Expansion of tumor-specific CD8+ T cell clones in patients with relapsed myeloma after donor lymphocyte infusion.

Donor lymphocyte infusions (DLI) provide effective therapy for patients with multiple myeloma who have relapsed after allogeneic bone marrow transplantation. However, the immunological mechanisms of the graft-versus-myeloma (GVM) effect have not been defined, and the target antigens of this response have not been identified. Molecular analysis of CDR3 Vbeta repertoire after CD4+ DLI demonstrated previously that the development of GVM and graft-versus-host-disease (GVHD) were associated with the clonal expansion of distinct T-cell populations in patient peripheral blood. In the current study, we undertook a molecular and functional characterization of GVM- and GVHD-associated T-cell clones. T-cell clones associated with GVM were detectable by clone-specific PCR at a low level in peripheral blood before DLI and expanded approximately 10-fold after DLI. In contrast, T-cell clones associated with GVHD were not detectable before DLI or before the development of clinical GVHD. Two T-cell clones associated with GVM were isolated and expanded in vitro, allowing their phenotypic and functional characterization.

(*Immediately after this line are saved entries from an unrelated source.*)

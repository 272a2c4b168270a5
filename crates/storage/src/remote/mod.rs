//! PostgREST adapter for the hosted store.
//!
//! Every request carries the project's anon key plus the signed-in user's
//! access token; row-level security on the hosted tables scopes reads and
//! writes to that user.

use std::env;
use std::sync::Arc;
use std::time::Duration;

use async_trait::async_trait;
use reqwest::{Client, RequestBuilder, Response};
use serde::de::DeserializeOwned;
use thiserror::Error;
use tracing::debug;

use cc_core::model::{
    Category, CategoryId, CompletionMark, CompletionUpdate, QuestionId, QuestionWithCategory,
    UserId,
};

use crate::repository::{
    CategoryRepository, CompletionRepository, QuestionRepository, Storage, StorageError,
};

mod rows;

use rows::{CategoryRow, CompletionRow, CompletionUpsertRow, QuestionRow};

pub const DEFAULT_SCHEMA: &str = "connected_conversations";
const DEFAULT_TIMEOUT_SECS: u64 = 15;

#[derive(Clone, Debug)]
pub struct RemoteConfig {
    pub base_url: String,
    pub anon_key: String,
    pub schema: String,
    pub timeout: Duration,
}

impl RemoteConfig {
    /// Read the hosted project settings from the environment.
    ///
    /// Returns `None` when `CC_SUPABASE_URL` or `CC_SUPABASE_ANON_KEY` is
    /// missing or blank.
    #[must_use]
    pub fn from_env() -> Option<Self> {
        let base_url = env::var("CC_SUPABASE_URL").ok()?;
        let anon_key = env::var("CC_SUPABASE_ANON_KEY").ok()?;
        if base_url.trim().is_empty() || anon_key.trim().is_empty() {
            return None;
        }
        let schema = env::var("CC_SCHEMA").unwrap_or_else(|_| DEFAULT_SCHEMA.into());
        let timeout = env::var("CC_HTTP_TIMEOUT_SECS")
            .ok()
            .and_then(|v| v.parse::<u64>().ok())
            .unwrap_or(DEFAULT_TIMEOUT_SECS);
        Some(
            Self::new(base_url, anon_key)
                .with_schema(schema)
                .with_timeout(Duration::from_secs(timeout)),
        )
    }

    #[must_use]
    pub fn new(base_url: impl Into<String>, anon_key: impl Into<String>) -> Self {
        Self {
            base_url: base_url.into().trim().trim_end_matches('/').to_owned(),
            anon_key: anon_key.into().trim().to_owned(),
            schema: DEFAULT_SCHEMA.to_owned(),
            timeout: Duration::from_secs(DEFAULT_TIMEOUT_SECS),
        }
    }

    #[must_use]
    pub fn with_schema(mut self, schema: impl Into<String>) -> Self {
        self.schema = schema.into();
        self
    }

    #[must_use]
    pub fn with_timeout(mut self, timeout: Duration) -> Self {
        self.timeout = timeout;
        self
    }

    /// `{base}/rest/v1/{table}`
    #[must_use]
    pub fn table_url(&self, table: &str) -> String {
        format!("{}/rest/v1/{table}", self.base_url)
    }

    /// `{base}/auth/v1/{path}`
    #[must_use]
    pub fn auth_url(&self, path: &str) -> String {
        format!("{}/auth/v1/{}", self.base_url, path.trim_start_matches('/'))
    }
}

#[derive(Debug, Error)]
#[non_exhaustive]
pub enum RemoteInitError {
    #[error(transparent)]
    Http(#[from] reqwest::Error),
}

/// PostgREST `in.(a,b,c)` filter value.
pub(crate) fn in_filter<T: std::fmt::Display>(ids: &[T]) -> String {
    let joined = ids
        .iter()
        .map(ToString::to_string)
        .collect::<Vec<_>>()
        .join(",");
    format!("in.({joined})")
}

#[derive(Clone)]
pub struct RemoteRepository {
    client: Client,
    config: Arc<RemoteConfig>,
    access_token: Arc<str>,
}

impl RemoteRepository {
    /// Build a repository that talks to the hosted store as the user who owns
    /// `access_token`.
    ///
    /// # Errors
    ///
    /// Returns `RemoteInitError` if the HTTP client cannot be built.
    pub fn new(config: RemoteConfig, access_token: &str) -> Result<Self, RemoteInitError> {
        let client = Client::builder().timeout(config.timeout).build()?;
        Ok(Self {
            client,
            config: Arc::new(config),
            access_token: Arc::from(access_token),
        })
    }

    fn authorized(&self, builder: RequestBuilder) -> RequestBuilder {
        builder
            .header("apikey", &self.config.anon_key)
            .bearer_auth(&*self.access_token)
    }

    fn read(&self, table: &str) -> RequestBuilder {
        let url = self.config.table_url(table);
        debug!(%url, "store read");
        self.authorized(self.client.get(url))
            .header("Accept-Profile", &self.config.schema)
    }

    fn write(&self, table: &str) -> RequestBuilder {
        let url = self.config.table_url(table);
        debug!(%url, "store write");
        self.authorized(self.client.post(url))
            .header("Content-Profile", &self.config.schema)
    }

    async fn fetch_rows<T: DeserializeOwned>(
        &self,
        request: RequestBuilder,
    ) -> Result<Vec<T>, StorageError> {
        let response = send(request).await?;
        response
            .json::<Vec<T>>()
            .await
            .map_err(|e| StorageError::Serialization(e.to_string()))
    }
}

async fn send(request: RequestBuilder) -> Result<Response, StorageError> {
    let response = request
        .send()
        .await
        .map_err(|e| StorageError::Connection(e.to_string()))?;

    let status = response.status();
    if status.is_success() {
        return Ok(response);
    }

    let message = response.text().await.unwrap_or_default();
    Err(StorageError::Remote {
        status: status.as_u16(),
        message,
    })
}

const COMPLETIONS_TABLE: &str = "question_completions";
const COMPLETION_CONFLICT_TARGET: &str = "user_id,question_id";
const MERGE_DUPLICATES: &str = "resolution=merge-duplicates,return=minimal";
const FOREIGN_KEY_VIOLATION: &str = "23503";

impl RemoteRepository {
    fn categories_request(&self) -> RequestBuilder {
        self.read("categories")
            .query(&[("select", "*"), ("order", "sort_order.asc")])
    }

    fn active_questions_request(&self, categories: &[CategoryId]) -> RequestBuilder {
        self.read("questions").query(&[
            ("select", "*,categories(name)".to_owned()),
            ("category_id", in_filter(categories)),
            ("is_active", "eq.true".to_owned()),
        ])
    }

    fn questions_by_ids_request(&self, ids: &[QuestionId]) -> RequestBuilder {
        self.read("questions").query(&[
            ("select", "*,categories(name)".to_owned()),
            ("id", in_filter(ids)),
        ])
    }

    fn completions_request(&self, user: UserId) -> RequestBuilder {
        self.read(COMPLETIONS_TABLE).query(&[
            ("select", "*".to_owned()),
            ("user_id", format!("eq.{user}")),
            ("order", "updated_at.desc".to_owned()),
        ])
    }

    /// One row per `(user_id, question_id)`: PostgREST merges into the
    /// existing row on the unique key instead of inserting a second one.
    fn upsert_completion_request(&self, update: CompletionUpdate) -> RequestBuilder {
        self.write(COMPLETIONS_TABLE)
            .query(&[("on_conflict", COMPLETION_CONFLICT_TARGET)])
            .header("Prefer", MERGE_DUPLICATES)
            .json(&[CompletionUpsertRow::from(update)])
    }
}

/// A 409 carrying Postgres code 23503 means the question does not exist.
fn map_upsert_error(err: StorageError) -> StorageError {
    match err {
        StorageError::Remote { status: 409, message } if message.contains(FOREIGN_KEY_VIOLATION) => {
            StorageError::NotFound
        }
        other => other,
    }
}

#[async_trait]
impl CategoryRepository for RemoteRepository {
    async fn list_categories(&self) -> Result<Vec<Category>, StorageError> {
        let rows: Vec<CategoryRow> = self.fetch_rows(self.categories_request()).await?;
        Ok(rows.into_iter().map(CategoryRow::into_category).collect())
    }
}

#[async_trait]
impl QuestionRepository for RemoteRepository {
    async fn active_questions_in(
        &self,
        categories: &[CategoryId],
    ) -> Result<Vec<QuestionWithCategory>, StorageError> {
        if categories.is_empty() {
            return Ok(Vec::new());
        }
        let rows: Vec<QuestionRow> = self
            .fetch_rows(self.active_questions_request(categories))
            .await?;
        Ok(rows.into_iter().map(QuestionRow::into_joined).collect())
    }

    async fn questions_by_ids(
        &self,
        ids: &[QuestionId],
    ) -> Result<Vec<QuestionWithCategory>, StorageError> {
        if ids.is_empty() {
            return Ok(Vec::new());
        }
        let rows: Vec<QuestionRow> = self.fetch_rows(self.questions_by_ids_request(ids)).await?;
        let mut found: Vec<_> = rows.into_iter().map(QuestionRow::into_joined).collect();
        found.sort_by_key(|q| ids.iter().position(|id| *id == q.id()));
        Ok(found)
    }
}

#[async_trait]
impl CompletionRepository for RemoteRepository {
    async fn completions_for_user(&self, user: UserId) -> Result<Vec<CompletionMark>, StorageError> {
        let rows: Vec<CompletionRow> = self.fetch_rows(self.completions_request(user)).await?;
        Ok(rows.into_iter().map(CompletionMark::from).collect())
    }

    async fn upsert_completion(&self, update: CompletionUpdate) -> Result<(), StorageError> {
        send(self.upsert_completion_request(update))
            .await
            .map(|_| ())
            .map_err(map_upsert_error)
    }
}

impl Storage {
    /// Build a `Storage` backed by the hosted store, acting as the user who
    /// owns `access_token`.
    ///
    /// # Errors
    ///
    /// Returns `RemoteInitError` if the HTTP client cannot be built.
    pub fn remote(config: RemoteConfig, access_token: &str) -> Result<Self, RemoteInitError> {
        let repo = RemoteRepository::new(config, access_token)?;
        let categories: Arc<dyn CategoryRepository> = Arc::new(repo.clone());
        let questions: Arc<dyn QuestionRepository> = Arc::new(repo.clone());
        let completions: Arc<dyn CompletionRepository> = Arc::new(repo);
        Ok(Self {
            categories,
            questions,
            completions,
        })
    }
}

#[cfg(test)]
mod tests {
    use super::*;

    #[test]
    fn config_trims_trailing_slash() {
        let config = RemoteConfig::new("https://demo.supabase.co/ ", "anon");
        assert_eq!(
            config.table_url("questions"),
            "https://demo.supabase.co/rest/v1/questions"
        );
        assert_eq!(
            config.auth_url("/token"),
            "https://demo.supabase.co/auth/v1/token"
        );
        assert_eq!(config.schema, DEFAULT_SCHEMA);
    }

    #[test]
    fn in_filter_joins_ids() {
        let ids = [CategoryId::from_u128(1), CategoryId::from_u128(2)];
        assert_eq!(
            in_filter(&ids),
            "in.(00000000-0000-0000-0000-000000000001,00000000-0000-0000-0000-000000000002)"
        );
    }

    #[test]
    fn repository_is_send_sync() {
        fn assert_send_sync<T: Send + Sync>() {}
        assert_send_sync::<RemoteRepository>();
    }

    #[test]
    fn config_defaults_to_fifteen_second_timeout() {
        let config = RemoteConfig::new("https://demo.supabase.co", "anon");
        assert_eq!(config.timeout, Duration::from_secs(15));
        let slower = config.with_timeout(Duration::from_secs(40));
        assert_eq!(slower.timeout, Duration::from_secs(40));
    }

    fn repo() -> RemoteRepository {
        let config = RemoteConfig::new("https://demo.supabase.co", "anon-key");
        RemoteRepository::new(config, "user-token").unwrap()
    }

    fn query_of(request: &reqwest::Request) -> Vec<(String, String)> {
        request
            .url()
            .query_pairs()
            .map(|(k, v)| (k.into_owned(), v.into_owned()))
            .collect()
    }

    fn header<'a>(request: &'a reqwest::Request, name: &str) -> &'a str {
        request
            .headers()
            .get(name)
            .and_then(|v| v.to_str().ok())
            .unwrap_or_default()
    }

    #[test]
    fn active_questions_request_filters_by_category_and_flag() {
        let ids = [CategoryId::from_u128(1), CategoryId::from_u128(2)];
        let request = repo().active_questions_request(&ids[..]).build().unwrap();

        assert_eq!(request.method(), reqwest::Method::GET);
        assert_eq!(request.url().path(), "/rest/v1/questions");
        let query = query_of(&request);
        assert!(query.contains(&("select".into(), "*,categories(name)".into())));
        assert!(query.contains(&("category_id".into(), in_filter(&ids[..]))));
        assert!(query.contains(&("is_active".into(), "eq.true".into())));
        assert_eq!(header(&request, "Accept-Profile"), DEFAULT_SCHEMA);
        assert_eq!(header(&request, "apikey"), "anon-key");
        assert_eq!(header(&request, "authorization"), "Bearer user-token");
    }

    #[test]
    fn upsert_request_merges_on_user_and_question() {
        let update = CompletionUpdate {
            user_id: UserId::from_u128(7),
            question_id: QuestionId::from_u128(9),
            completed: true,
            updated_at: cc_core::time::fixed_now(),
        };
        let request = repo().upsert_completion_request(update).build().unwrap();

        assert_eq!(request.method(), reqwest::Method::POST);
        assert_eq!(request.url().path(), "/rest/v1/question_completions");
        assert_eq!(
            query_of(&request),
            [("on_conflict".to_owned(), "user_id,question_id".to_owned())]
        );
        assert_eq!(
            header(&request, "Prefer"),
            "resolution=merge-duplicates,return=minimal"
        );
        assert_eq!(header(&request, "Content-Profile"), DEFAULT_SCHEMA);

        let body = request.body().and_then(|b| b.as_bytes()).unwrap();
        let rows: serde_json::Value = serde_json::from_slice(body).unwrap();
        assert_eq!(rows.as_array().map(Vec::len), Some(1));
        assert_eq!(rows[0]["question_id"], QuestionId::from_u128(9).to_string());
        assert_eq!(rows[0]["completed"], true);
    }

    #[test]
    fn completions_request_is_scoped_to_user_newest_first() {
        let user = UserId::from_u128(7);
        let request = repo().completions_request(user).build().unwrap();
        let query = query_of(&request);
        assert!(query.contains(&("user_id".into(), format!("eq.{user}"))));
        assert!(query.contains(&("order".into(), "updated_at.desc".into())));
    }

    #[test]
    fn foreign_key_conflict_maps_to_not_found() {
        let dangling = StorageError::Remote {
            status: 409,
            message: r#"{"code":"23503","message":"violates foreign key constraint"}"#.into(),
        };
        assert!(matches!(map_upsert_error(dangling), StorageError::NotFound));

        let other_conflict = StorageError::Remote {
            status: 409,
            message: r#"{"code":"23505"}"#.into(),
        };
        assert!(matches!(
            map_upsert_error(other_conflict),
            StorageError::Remote { status: 409, .. }
        ));

        let server_error = StorageError::Remote {
            status: 500,
            message: "23503".into(),
        };
        assert!(matches!(
            map_upsert_error(server_error),
            StorageError::Remote { status: 500, .. }
        ));
    }
}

Both GVM clones were derived from donor cells and had a CD3+CD8+CD4- phenotype. One GVM clone specifically recognized patient myeloma cells in an HLA class I-restricted manner, but was not reactive with patient normal bone marrow cells or patient EBV transformed B cells. Taken together, these findings suggest that the GVM response is mediated by donor-derived CD8+ T-cell clones with antimyeloma specificity that may be present before DLI. In contrast, T-cell clones associated with GVHD are expanded de novo after DLI.